Il ne lui manque plus qu'une cape rouge et un maillot écussonné. À chaque épisode, on le voit plonger au milieu de la mêlée et affronter à mains nues une multitude de molosses menaçants. Lorsqu'il repart, le pitbull le plus teigneux ou le roquet le plus insupportable sont devenus doux comme des agneaux. On connaissait Superman et Batman, voici maintenant Cesar Millan, le dog whisperer (l'homme qui murmure à l'oreille des chiens), le héros de l'émission superpopulaire du même nom sur la chaîne National Geographic. "Il n'y a pas de chien que je ne puisse maîtriser", se vante-t-il au début de chaque épisode. Cesar Millan, 41 ans, est un "psychologue pour chiens" qui ne traite que les cas désespérés, les animaux agressifs, névrosés, capricieux, qui terrorisent ou tyrannisent leur maître. Et à Los Angeles, où il réside, ça ne manque pas.
Le scénario est toujours le même. Le très télégénique Millan sonne à la porte d'un foyer "à problèmes". "Comment puis-je vous aider ?" commence-t-il en décochant son sourire à 100 000 volts. Les maîtres lui détaillent alors les bizarreries de leur animal. Il y a le chien qui mord le facteur ou qui a peur du grille-pain, celui qui attaque la planche à repasser, un autre qui mâchouille des cailloux à longueur de journée ou qui refuse de quitter le canapé...
L'homme est le problème
Scott et sa femme, Patrice, ont recueilli JonBee, un jindo coréen. JonBee, dans le jargon de Cesar Millan, est un animal "zone rouge", un chien méchant qui attaque son maître. "Aidez-nous à dompter la bête", implore Scott. Il a déjà fait appel à deux dresseurs, dont l'un lui a conseillé l'euthanasie. Après avoir posé quelques questions, Cesar fait connaissance avec le fauve. "Le maître était un peu inquiet de me laisser venir tout seul ici, commente-t-il, avec un léger accent mexicain, face à la caméra. Pour vous dire la vérité, je suis plus à l'aise avec les chiens agressifs qu'avec ceux qui sont mal dans leur peau, qui ont peur ou qui paniquent."

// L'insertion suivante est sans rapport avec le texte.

use std::io::Write;
use std::sync::Arc;

use anyhow::{bail, Context, Result};
use uuid::Uuid;

use super::args::{Cli, Command, StageArg};
use super::render;
use crate::config::{Config, GatewayConfig, GatewayKind};
use crate::gateway::{FileGateway, MemoryGateway, WaterSourceGateway};
use crate::geo::Region;
use crate::model::seed;
use crate::ui::app::{AppIntent, AppReducer, AppState, Destination, DestinationIntent};
use crate::ui::details::DetailsIntent;
use crate::ui::info::{InfoIntent, InfoState};
use crate::ui::{AppEnv, Store};

/// Gateway selected by `config`.
pub fn build_gateway(config: &GatewayConfig) -> Arc<dyn WaterSourceGateway> {
    let gateway: Arc<dyn WaterSourceGateway> = match config.kind {
        GatewayKind::Memory if config.seed => Arc::new(MemoryGateway::seeded()),
        GatewayKind::Memory => Arc::new(MemoryGateway::default()),
        GatewayKind::File => {
            let path = config.path.clone().unwrap_or_else(FileGateway::default_path);
            tracing::info!(path = %path.display(), "using file store");
            Arc::new(FileGateway::new(path))
        }
    };
    tracing::info!(gateway = gateway.name(), "gateway ready");
    gateway
}

pub async fn run(cli: Cli) -> Result<()> {
    let mut config = match &cli.config {
        Some(path) => Config::load_from(path),
        None => Config::load(),
    }
    .context("loading configuration")?;
    cli.apply_overrides(&mut config);

    let env = AppEnv::with_gateway(build_gateway(&config.gateway));
    let region = config.initial_region();
    let mut out = std::io::stdout();

    match cli.command {
        Command::List => {
            let store = activated(env, region).await;
            write!(out, "{}", render::list(store.state()))?;
        }
        Command::Map => {
            let store = activated(env, region).await;
            let document = serde_json::to_string_pretty(&render::geojson(store.state()))?;
            writeln!(out, "{document}")?;
        }
        Command::Show { id } => {
            let store = opened(env, region, id).await?;
            if let Some(details) = store.state().details() {
                write!(out, "{}", render::details(details))?;
            }
        }
        Command::Mark { id, stages } => {
            let store = mark(env, region, id, &stages).await?;
            if let Some(details) = store.state().details() {
                write!(out, "{}", render::details(details))?;
            }
        }
        Command::Info => {
            let mut store = Store::<AppReducer>::new(AppState::new(region), env);
            store.send(AppIntent::SetDestination(Some(Destination::Info(InfoState::default()))));
            store.send(AppIntent::Destination(DestinationIntent::Info(InfoIntent::Load)));
            store.settle().await;
            if let Some(info) = store.state().info() {
                write!(out, "{}", render::info(info))?;
            }
        }
        Command::Seed => {
            let records = seed::sample_watersources();
            let count = records.len();
            for record in records {
                let title = record.title.clone();
                env.gateway
                    .save_water_source(record)
                    .await
                    .with_context(|| format!("saving {title}"))?;
            }
            writeln!(out, "seeded {count} water sources into the {} store", env.gateway.name())?;
        }
    }
    Ok(())
}

/// Root store after the initial fetch has landed.
async fn activated(env: AppEnv, region: Region) -> Store<AppReducer> {
    let mut store = Store::new(AppState::new(region), env);
    store.send(AppIntent::Activate);
    store.settle().await;
    store
}

async fn opened(env: AppEnv, region: Region, id: Uuid) -> Result<Store<AppReducer>> {
    let mut store = activated(env, region).await;
    store.send(AppIntent::OpenWatersource { id });
    if store.state().details().is_none() {
        bail!("no water source with id {id}");
    }
    Ok(store)
}

async fn mark(env: AppEnv, region: Region, id: Uuid, stages: &[StageArg]) -> Result<Store<AppReducer>> {
    let mut store = opened(env, region, id).await?;
    for stage in stages {
        let intent = DetailsIntent::mark((*stage).into());
        store.send(AppIntent::Destination(DestinationIntent::WatersourceDetails(intent)));
    }
    let saves = store.settle().await;
    tracing::debug!(%id, saves, "marks applied");
    Ok(store)
}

JonBee s'approche, le renifle. Cesar lui passe une laisse, l'emmène dans le salon et essaie de le faire coucher. JonBee devient subitement enragé. Il saute dans tous les sens, arrache sa muselière, mord Cesar. Mais SuperMillan ne bouge pas. Imperturbable, il reste debout, la laisse en l'air, se contentant d'émettre de temps en temps son célèbre "chh" alors que le chien se déchaîne. La tension est à son comble. Jusqu'au moment où JonBee capitule et finit par s'allonger sur le côté, haletant comme un coureur de marathon. "Détends-toi", lui répète Cesar en lui tapotant le ventre. "Mon Dieu, c'est un miracle ! s'extasie Scott. Vous m'avez changé mon chien." Mais quand Scott essaie à son tour de le faire allonger, JonBee grogne. "Vous n'êtes pas sûr de vous, lui dit Millan. Voilà pourquoi vous êtes une cible."
Selon le psy des chiens, la plupart des problèmes canins proviennent de l'homme. Dans la meute à l'état sauvage, il y a une hiérarchie très stricte, avec un meneur unique auquel les autres membres se soumettent. Millan apprend donc au maître à devenir le chef et à imposer son autorité au chien. Bref, à lui ressembler. Ce n'est pas facile. Cesar, malgré sa silhouette carrée, se meut d'une manière fluide, presque dansante. Et, même avec dix crocs plantés dans le bras, ne se départ jamais de son calme olympien. Le plus spectaculaire pour le téléspectateur, c'est que justement le dog whisperer ne fait rien de spectaculaire. Il ne parle pas au chien, le touche à peine et, pourtant, il se fait obéir.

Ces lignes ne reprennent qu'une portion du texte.